Exercise:
Search the records for the word "Cursor" and copy each line in which it appears.

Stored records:
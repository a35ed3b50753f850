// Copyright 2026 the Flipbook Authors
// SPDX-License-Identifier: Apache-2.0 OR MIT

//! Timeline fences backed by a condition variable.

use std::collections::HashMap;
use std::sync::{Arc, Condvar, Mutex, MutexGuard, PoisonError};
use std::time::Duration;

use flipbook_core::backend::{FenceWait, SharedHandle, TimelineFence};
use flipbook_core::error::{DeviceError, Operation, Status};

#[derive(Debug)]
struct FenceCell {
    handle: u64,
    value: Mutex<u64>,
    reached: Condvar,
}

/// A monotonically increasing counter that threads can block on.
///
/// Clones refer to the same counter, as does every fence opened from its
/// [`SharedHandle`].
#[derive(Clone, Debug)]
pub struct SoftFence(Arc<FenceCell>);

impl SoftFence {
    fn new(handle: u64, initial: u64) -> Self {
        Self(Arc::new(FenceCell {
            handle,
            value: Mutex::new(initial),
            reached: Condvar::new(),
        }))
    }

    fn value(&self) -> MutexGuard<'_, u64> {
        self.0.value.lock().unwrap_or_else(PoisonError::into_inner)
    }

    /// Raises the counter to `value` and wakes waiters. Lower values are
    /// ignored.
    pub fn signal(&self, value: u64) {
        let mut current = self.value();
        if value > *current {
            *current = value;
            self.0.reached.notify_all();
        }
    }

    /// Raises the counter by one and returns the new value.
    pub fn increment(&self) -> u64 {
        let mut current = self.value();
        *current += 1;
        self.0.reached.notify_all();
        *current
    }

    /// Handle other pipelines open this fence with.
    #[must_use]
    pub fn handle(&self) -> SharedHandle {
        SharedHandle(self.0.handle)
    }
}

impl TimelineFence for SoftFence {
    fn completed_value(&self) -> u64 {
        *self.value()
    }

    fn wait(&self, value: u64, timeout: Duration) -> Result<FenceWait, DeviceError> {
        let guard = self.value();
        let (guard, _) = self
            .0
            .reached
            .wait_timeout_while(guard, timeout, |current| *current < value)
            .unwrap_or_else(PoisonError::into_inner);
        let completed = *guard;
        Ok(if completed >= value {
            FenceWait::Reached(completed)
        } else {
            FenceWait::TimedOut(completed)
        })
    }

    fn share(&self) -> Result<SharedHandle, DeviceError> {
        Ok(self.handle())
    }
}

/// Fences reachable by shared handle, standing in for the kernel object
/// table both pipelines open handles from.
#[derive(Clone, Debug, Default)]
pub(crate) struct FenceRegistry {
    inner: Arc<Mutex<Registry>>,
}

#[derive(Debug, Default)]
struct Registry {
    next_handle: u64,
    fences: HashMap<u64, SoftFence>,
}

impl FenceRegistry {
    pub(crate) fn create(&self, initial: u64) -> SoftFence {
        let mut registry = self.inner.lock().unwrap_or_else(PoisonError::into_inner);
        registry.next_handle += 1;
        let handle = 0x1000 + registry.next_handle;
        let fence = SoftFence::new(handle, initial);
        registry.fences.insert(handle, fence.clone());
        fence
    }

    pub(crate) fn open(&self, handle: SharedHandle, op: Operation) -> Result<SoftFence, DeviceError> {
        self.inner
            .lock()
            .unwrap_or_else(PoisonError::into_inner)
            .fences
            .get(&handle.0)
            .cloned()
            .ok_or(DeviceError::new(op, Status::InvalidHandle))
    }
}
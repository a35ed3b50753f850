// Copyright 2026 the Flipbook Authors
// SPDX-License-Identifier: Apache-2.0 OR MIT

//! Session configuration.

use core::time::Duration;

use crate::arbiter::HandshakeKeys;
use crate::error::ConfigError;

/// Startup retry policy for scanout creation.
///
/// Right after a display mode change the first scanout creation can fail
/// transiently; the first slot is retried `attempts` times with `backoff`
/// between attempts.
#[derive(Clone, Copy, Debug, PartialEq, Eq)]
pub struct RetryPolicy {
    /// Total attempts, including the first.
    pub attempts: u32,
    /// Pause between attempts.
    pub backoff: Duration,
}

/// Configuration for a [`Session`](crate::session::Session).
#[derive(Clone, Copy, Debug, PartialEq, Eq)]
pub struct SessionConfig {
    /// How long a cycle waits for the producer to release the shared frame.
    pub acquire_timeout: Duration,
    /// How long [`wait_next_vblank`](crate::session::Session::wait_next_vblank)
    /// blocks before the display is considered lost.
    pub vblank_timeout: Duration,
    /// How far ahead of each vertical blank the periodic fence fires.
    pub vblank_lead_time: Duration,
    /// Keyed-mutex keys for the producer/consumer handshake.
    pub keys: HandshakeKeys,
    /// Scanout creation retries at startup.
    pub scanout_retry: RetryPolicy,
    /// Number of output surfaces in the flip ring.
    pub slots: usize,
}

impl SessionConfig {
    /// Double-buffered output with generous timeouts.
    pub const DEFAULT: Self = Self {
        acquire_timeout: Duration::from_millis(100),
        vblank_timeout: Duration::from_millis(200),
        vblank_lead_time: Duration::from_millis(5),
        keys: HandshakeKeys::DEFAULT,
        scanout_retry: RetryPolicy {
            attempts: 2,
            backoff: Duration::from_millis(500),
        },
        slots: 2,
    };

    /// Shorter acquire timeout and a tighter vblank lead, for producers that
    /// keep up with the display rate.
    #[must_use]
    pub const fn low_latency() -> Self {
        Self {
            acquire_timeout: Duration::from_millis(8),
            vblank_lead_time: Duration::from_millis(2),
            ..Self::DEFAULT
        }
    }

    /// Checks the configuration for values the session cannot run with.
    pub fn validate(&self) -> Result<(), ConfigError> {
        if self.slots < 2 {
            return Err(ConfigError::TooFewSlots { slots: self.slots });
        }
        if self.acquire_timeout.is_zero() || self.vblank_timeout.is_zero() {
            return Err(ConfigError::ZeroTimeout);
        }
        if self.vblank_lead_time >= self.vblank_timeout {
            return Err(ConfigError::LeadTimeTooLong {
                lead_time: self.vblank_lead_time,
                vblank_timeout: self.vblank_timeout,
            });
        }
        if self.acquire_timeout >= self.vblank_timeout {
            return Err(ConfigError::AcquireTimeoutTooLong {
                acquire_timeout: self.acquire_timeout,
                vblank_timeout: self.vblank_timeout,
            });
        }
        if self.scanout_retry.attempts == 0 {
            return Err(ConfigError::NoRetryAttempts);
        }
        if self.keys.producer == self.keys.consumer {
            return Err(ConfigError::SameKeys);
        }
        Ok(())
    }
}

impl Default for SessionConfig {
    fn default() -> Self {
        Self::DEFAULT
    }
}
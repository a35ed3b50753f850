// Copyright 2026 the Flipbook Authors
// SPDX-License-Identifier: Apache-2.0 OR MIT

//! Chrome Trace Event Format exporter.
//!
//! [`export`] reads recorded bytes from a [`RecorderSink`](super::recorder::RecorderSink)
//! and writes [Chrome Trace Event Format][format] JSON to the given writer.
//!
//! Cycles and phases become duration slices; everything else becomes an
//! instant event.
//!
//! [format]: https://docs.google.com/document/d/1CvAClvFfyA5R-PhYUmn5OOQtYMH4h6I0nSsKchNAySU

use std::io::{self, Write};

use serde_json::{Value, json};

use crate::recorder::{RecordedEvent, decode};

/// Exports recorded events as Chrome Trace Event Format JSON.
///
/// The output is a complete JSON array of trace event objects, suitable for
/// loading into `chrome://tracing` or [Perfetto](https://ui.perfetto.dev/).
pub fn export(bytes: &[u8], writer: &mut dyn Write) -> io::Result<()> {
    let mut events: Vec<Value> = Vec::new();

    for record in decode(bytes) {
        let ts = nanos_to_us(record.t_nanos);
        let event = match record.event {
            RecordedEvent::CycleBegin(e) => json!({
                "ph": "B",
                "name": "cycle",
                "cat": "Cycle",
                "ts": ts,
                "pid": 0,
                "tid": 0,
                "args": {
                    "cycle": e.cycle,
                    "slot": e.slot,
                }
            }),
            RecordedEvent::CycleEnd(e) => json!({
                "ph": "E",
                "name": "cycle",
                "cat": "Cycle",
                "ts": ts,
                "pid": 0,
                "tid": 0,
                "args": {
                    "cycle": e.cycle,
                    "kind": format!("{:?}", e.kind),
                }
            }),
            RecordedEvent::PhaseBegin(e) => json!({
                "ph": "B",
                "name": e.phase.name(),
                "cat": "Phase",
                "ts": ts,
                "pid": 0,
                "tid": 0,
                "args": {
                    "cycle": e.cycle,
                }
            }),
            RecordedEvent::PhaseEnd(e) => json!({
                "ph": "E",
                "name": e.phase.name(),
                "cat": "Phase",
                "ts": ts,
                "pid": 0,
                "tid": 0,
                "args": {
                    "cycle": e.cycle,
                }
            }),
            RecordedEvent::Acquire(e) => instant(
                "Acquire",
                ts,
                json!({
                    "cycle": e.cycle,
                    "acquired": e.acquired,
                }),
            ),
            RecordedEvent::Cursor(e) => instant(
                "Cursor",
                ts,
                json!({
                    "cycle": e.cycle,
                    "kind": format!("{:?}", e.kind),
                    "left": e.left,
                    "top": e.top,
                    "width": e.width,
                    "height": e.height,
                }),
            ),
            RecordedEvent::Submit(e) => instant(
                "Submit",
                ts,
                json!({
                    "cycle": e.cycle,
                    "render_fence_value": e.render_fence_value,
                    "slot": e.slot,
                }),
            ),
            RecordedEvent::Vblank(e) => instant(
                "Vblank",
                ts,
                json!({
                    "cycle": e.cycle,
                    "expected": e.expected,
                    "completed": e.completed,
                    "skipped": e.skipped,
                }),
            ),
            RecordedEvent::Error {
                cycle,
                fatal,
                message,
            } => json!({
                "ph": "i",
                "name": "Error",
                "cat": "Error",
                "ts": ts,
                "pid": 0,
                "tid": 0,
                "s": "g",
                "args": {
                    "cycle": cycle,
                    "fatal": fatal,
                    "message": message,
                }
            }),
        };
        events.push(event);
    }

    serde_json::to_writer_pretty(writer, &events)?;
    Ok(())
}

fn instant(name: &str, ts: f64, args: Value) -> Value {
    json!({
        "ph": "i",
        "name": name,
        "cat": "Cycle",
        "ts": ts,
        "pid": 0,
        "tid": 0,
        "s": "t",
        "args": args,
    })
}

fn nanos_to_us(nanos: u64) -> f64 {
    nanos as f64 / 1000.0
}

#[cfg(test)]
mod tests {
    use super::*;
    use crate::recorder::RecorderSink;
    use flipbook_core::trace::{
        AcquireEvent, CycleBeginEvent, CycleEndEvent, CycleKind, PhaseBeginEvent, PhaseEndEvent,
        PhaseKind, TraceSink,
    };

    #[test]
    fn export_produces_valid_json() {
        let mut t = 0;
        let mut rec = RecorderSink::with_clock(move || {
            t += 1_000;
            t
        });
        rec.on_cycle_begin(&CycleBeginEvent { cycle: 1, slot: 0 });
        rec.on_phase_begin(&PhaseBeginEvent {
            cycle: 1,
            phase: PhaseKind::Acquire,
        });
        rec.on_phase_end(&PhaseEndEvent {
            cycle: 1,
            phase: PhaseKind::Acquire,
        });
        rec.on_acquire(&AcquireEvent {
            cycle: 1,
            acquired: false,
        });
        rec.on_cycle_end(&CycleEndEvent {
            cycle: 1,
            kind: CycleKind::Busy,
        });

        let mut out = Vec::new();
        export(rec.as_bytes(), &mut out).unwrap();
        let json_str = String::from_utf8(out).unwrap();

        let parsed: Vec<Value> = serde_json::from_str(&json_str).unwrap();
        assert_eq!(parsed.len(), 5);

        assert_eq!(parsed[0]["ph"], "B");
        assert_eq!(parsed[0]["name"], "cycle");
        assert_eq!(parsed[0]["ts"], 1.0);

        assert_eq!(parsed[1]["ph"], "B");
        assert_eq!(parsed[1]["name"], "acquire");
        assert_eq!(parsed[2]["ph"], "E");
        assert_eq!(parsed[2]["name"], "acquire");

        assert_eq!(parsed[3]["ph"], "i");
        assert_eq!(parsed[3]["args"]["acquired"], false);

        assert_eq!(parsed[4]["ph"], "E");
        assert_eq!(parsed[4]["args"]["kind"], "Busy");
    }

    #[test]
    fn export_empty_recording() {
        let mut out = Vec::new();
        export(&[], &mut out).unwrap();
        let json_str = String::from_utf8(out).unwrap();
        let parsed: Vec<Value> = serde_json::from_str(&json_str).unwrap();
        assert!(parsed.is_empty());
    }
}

Result for this task:
            RecordedEvent::Cursor(e) => instant(
                "Cursor",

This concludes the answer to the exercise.